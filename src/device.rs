//! High-level driver API for the HMC5843
//!
//! This module provides the sensor handle: it caches the operating mode,
//! output rate, gain and calibration bounds, writes configuration changes to
//! the device as they are made, and turns output reads into normalized
//! readings and compass headings.

use crate::Error;
use crate::registers::{DATA_OUTPUT_LEN, DATA_OUTPUT_START, Hmc5843 as RegisterDevice};
use crate::sensors::{DataRate, Gain, MagCalibration, MagData, MagMode, tilt_compensated_heading};

use device_driver::RegisterInterface;

/// Power-on settle time before the first register write, in milliseconds
const SETTLE_DELAY_MS: u32 = 5;

/// Main driver for the HMC5843
///
/// Each handle owns its bus interface, so any number of sensors can be
/// driven side by side on separate buses. The handle is not meant to be
/// shared between threads; serialize access externally if needed.
pub struct Hmc5843Driver<I> {
    device: RegisterDevice<I>,
    mode: MagMode,
    data_rate: DataRate,
    gain: Gain,
    calibration: MagCalibration,
}

impl<I> Hmc5843Driver<I>
where
    I: RegisterInterface<AddressType = u8>,
{
    /// Create a new HMC5843 driver with default settings and the factory
    /// calibration bounds
    ///
    /// No bus traffic happens until [`init()`](Self::init) or a setter is
    /// called.
    pub fn new(interface: I) -> Self {
        Self::with_calibration(interface, MagCalibration::default())
    }

    /// Create a new HMC5843 driver using calibration bounds measured for
    /// this particular sensor unit
    ///
    /// # Example
    ///
    /// ```ignore
    /// let bounds = MagCalibration {
    ///     min_x: -650, max_x: 410,
    ///     min_y: -700, max_y: 180,
    ///     min_z: -60,  max_z: 990,
    /// };
    /// let mut compass = Hmc5843Driver::with_calibration(I2cInterface::default(i2c), bounds);
    /// ```
    pub fn with_calibration(interface: I, calibration: MagCalibration) -> Self {
        Self {
            device: RegisterDevice::new(interface),
            mode: MagMode::default(),
            data_rate: DataRate::default(),
            gain: Gain::default(),
            calibration,
        }
    }

    /// Initialize the device
    ///
    /// Waits for the part to settle, writes the cached operating mode, then
    /// waits one sample period so the first measurement is available when
    /// this returns. Output rate and gain are left at whatever the device
    /// holds; use the setters to change them.
    ///
    /// # Arguments
    ///
    /// * `delay` - Delay provider implementing `embedded_hal::delay::DelayNs`
    ///
    /// # Errors
    ///
    /// Returns an error if communication with the device fails.
    ///
    /// # Example
    ///
    /// ```ignore
    /// use embassy_time::Delay;
    /// let mut delay = Delay;
    /// compass.init(&mut delay)?;
    /// ```
    pub fn init<D>(&mut self, delay: &mut D) -> Result<(), Error<I::Error>>
    where
        D: embedded_hal::delay::DelayNs,
    {
        delay.delay_ms(SETTLE_DELAY_MS);
        self.set_mode(self.mode)?;
        delay.delay_ms(self.data_rate.period_ms());

        #[cfg(feature = "defmt")]
        defmt::info!(
            "HMC5843 initialized (mode: {}, rate: {}, gain: {})",
            self.mode,
            self.data_rate,
            self.gain
        );

        Ok(())
    }

    /// Read the raw output registers
    ///
    /// Reads all 6 bytes in one burst so the axes come from the same
    /// measurement.
    ///
    /// # Errors
    ///
    /// Returns an error if communication with the device fails, including a
    /// transfer that delivers fewer than 6 bytes. No reading is produced in
    /// that case.
    pub fn raw(&mut self) -> Result<MagData, Error<I::Error>> {
        let mut buffer = [0u8; DATA_OUTPUT_LEN];
        self.device
            .interface
            .read_register(DATA_OUTPUT_START, 48, &mut buffer)?;

        let data = MagData::from_be_bytes(&buffer);

        #[cfg(feature = "defmt")]
        defmt::trace!("HMC5843 raw: {}", data);

        Ok(data)
    }

    /// Read the raw output registers into `out`
    ///
    /// `out` is written only after a complete 6-byte transfer. On error it
    /// still holds whatever it held before the call.
    ///
    /// # Errors
    ///
    /// Returns an error if communication with the device fails.
    pub fn raw_into(&mut self, out: &mut MagData) -> Result<(), Error<I::Error>> {
        *out = self.raw()?;
        Ok(())
    }

    /// Read a reading normalized against the calibration bounds
    ///
    /// Each axis is clamped to its `[min, max]` bounds and rescaled onto
    /// `[-32768, 32767]`.
    ///
    /// # Errors
    ///
    /// Returns an error if communication with the device fails.
    pub fn normalized(&mut self) -> Result<MagData, Error<I::Error>> {
        let raw = self.raw()?;
        Ok(self.calibration.apply(&raw))
    }

    /// Read a tilt-compensated compass heading in degrees
    ///
    /// # Arguments
    ///
    /// * `roll` - Roll angle (theta) in radians
    /// * `pitch` - Pitch angle (phi) in radians
    ///
    /// The result lies in (-180, 180] and is not wrapped into [0, 360).
    ///
    /// # Errors
    ///
    /// Returns an error if communication with the device fails.
    pub fn heading(&mut self, roll: f64, pitch: f64) -> Result<f64, Error<I::Error>> {
        let data = self.normalized()?;
        Ok(tilt_compensated_heading(&data, roll, pitch))
    }

    /// Read a compass heading in degrees, assuming the sensor is level
    ///
    /// # Errors
    ///
    /// Returns an error if communication with the device fails.
    pub fn heading_level(&mut self) -> Result<f64, Error<I::Error>> {
        self.heading(0.0, 0.0)
    }

    /// Calibrate the sensor
    ///
    /// Intentionally a no-op: bounds are supplied as configuration through
    /// [`with_calibration()`](Self::with_calibration) or
    /// [`set_calibration()`](Self::set_calibration), never computed here.
    pub fn calibrate(&mut self) {}

    /// Get the calibration bounds used by [`normalized()`](Self::normalized)
    pub const fn calibration(&self) -> &MagCalibration {
        &self.calibration
    }

    /// Replace the calibration bounds
    pub const fn set_calibration(&mut self, calibration: MagCalibration) {
        self.calibration = calibration;
    }

    /// Get the cached operating mode (no bus access)
    pub const fn mode(&self) -> MagMode {
        self.mode
    }

    /// Set the operating mode and write it to the mode register
    ///
    /// # Errors
    ///
    /// Returns an error if communication with the device fails.
    pub fn set_mode(&mut self, mode: MagMode) -> Result<(), Error<I::Error>> {
        self.mode = mode;
        self.device.mode().write(|w| {
            w.set_operating_mode(mode.index());
        })?;

        #[cfg(feature = "defmt")]
        defmt::debug!("HMC5843 mode -> {}", mode);

        Ok(())
    }

    /// Set the operating mode from its register value
    ///
    /// Values outside 0..=3 select [`MagMode::Idle`].
    ///
    /// # Errors
    ///
    /// Returns an error if communication with the device fails.
    pub fn set_mode_index(&mut self, index: i32) -> Result<(), Error<I::Error>> {
        let mode = MagMode::from_index_or_fallback(index);

        #[cfg(feature = "defmt")]
        {
            if MagMode::from_index(index).is_none() {
                defmt::warn!("HMC5843 mode {} out of range, using {}", index, mode);
            }
        }

        self.set_mode(mode)
    }

    /// Get the cached output rate setting
    pub const fn data_rate(&self) -> DataRate {
        self.data_rate
    }

    /// Get the output rate in Hz
    pub const fn sampling_rate_hz(&self) -> f32 {
        self.data_rate.rate_hz()
    }

    /// Set the output rate and write it to configuration register A
    ///
    /// # Errors
    ///
    /// Returns an error if communication with the device fails.
    pub fn set_data_rate(&mut self, rate: DataRate) -> Result<(), Error<I::Error>> {
        self.data_rate = rate;
        self.device.config_a().write(|w| {
            w.set_data_output_rate(rate.index());
        })?;

        #[cfg(feature = "defmt")]
        defmt::debug!("HMC5843 data rate -> {}", rate);

        Ok(())
    }

    /// Set the output rate from its register index
    ///
    /// Indices outside 0..=6 select [`DataRate::Hz10`].
    ///
    /// # Errors
    ///
    /// Returns an error if communication with the device fails.
    pub fn set_data_rate_index(&mut self, index: i32) -> Result<(), Error<I::Error>> {
        let rate = DataRate::from_index_or_fallback(index);

        #[cfg(feature = "defmt")]
        {
            if DataRate::from_index(index).is_none() {
                defmt::warn!("HMC5843 rate index {} out of range, using {}", index, rate);
            }
        }

        self.set_data_rate(rate)
    }

    /// Get the cached gain setting
    pub const fn gain(&self) -> Gain {
        self.gain
    }

    /// Get the measurable range in gauss for the current gain
    pub const fn gain_gauss(&self) -> f32 {
        self.gain.range_gauss()
    }

    /// Set the gain and write it to configuration register B
    ///
    /// # Errors
    ///
    /// Returns an error if communication with the device fails.
    pub fn set_gain(&mut self, gain: Gain) -> Result<(), Error<I::Error>> {
        self.gain = gain;
        self.device.config_b().write(|w| {
            w.set_gain(gain.index());
        })?;

        #[cfg(feature = "defmt")]
        defmt::debug!("HMC5843 gain -> {}", gain);

        Ok(())
    }

    /// Set the gain from its register index
    ///
    /// Indices outside 0..=7 select [`Gain::Ga1_0`].
    ///
    /// # Errors
    ///
    /// Returns an error if communication with the device fails.
    pub fn set_gain_index(&mut self, index: i32) -> Result<(), Error<I::Error>> {
        let gain = Gain::from_index_or_fallback(index);

        #[cfg(feature = "defmt")]
        {
            if Gain::from_index(index).is_none() {
                defmt::warn!("HMC5843 gain index {} out of range, using {}", index, gain);
            }
        }

        self.set_gain(gain)
    }

    /// Consume the driver and return the underlying interface
    pub fn release(self) -> I {
        self.device.interface
    }

    /// Get a reference to the underlying register device (for advanced usage)
    pub const fn device(&self) -> &RegisterDevice<I> {
        &self.device
    }

    /// Get a mutable reference to the underlying register device (for advanced usage)
    pub const fn device_mut(&mut self) -> &mut RegisterDevice<I> {
        &mut self.device
    }
}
────────────────
§ Work to complete: From the line containing "Indices outside 0..=7" down to the last line of the records, transcribe every line exactly and add nothing else.

§ Output:
    /// Indices outside 0..=7 select [`Gain::Ga1_0`].
    ///
    /// # Errors
    ///
    /// Returns an error if communication with the device fails.
    pub fn set_gain_index(&mut self, index: i32) -> Result<(), Error<I::Error>> {
        let gain = Gain::from_index_or_fallback(index);

        #[cfg(feature = "defmt")]
        {
            if Gain::from_index(index).is_none() {
                defmt::warn!("HMC5843 gain index {} out of range, using {}", index, gain);
            }
        }

        self.set_gain(gain)
    }

    /// Consume the driver and return the underlying interface
    pub fn release(self) -> I {
        self.device.interface
    }

    /// Get a reference to the underlying register device (for advanced usage)
    pub const fn device(&self) -> &RegisterDevice<I> {
        &self.device
    }

    /// Get a mutable reference to the underlying register device (for advanced usage)
    pub const fn device_mut(&mut self) -> &mut RegisterDevice<I> {
        &mut self.device
    }
}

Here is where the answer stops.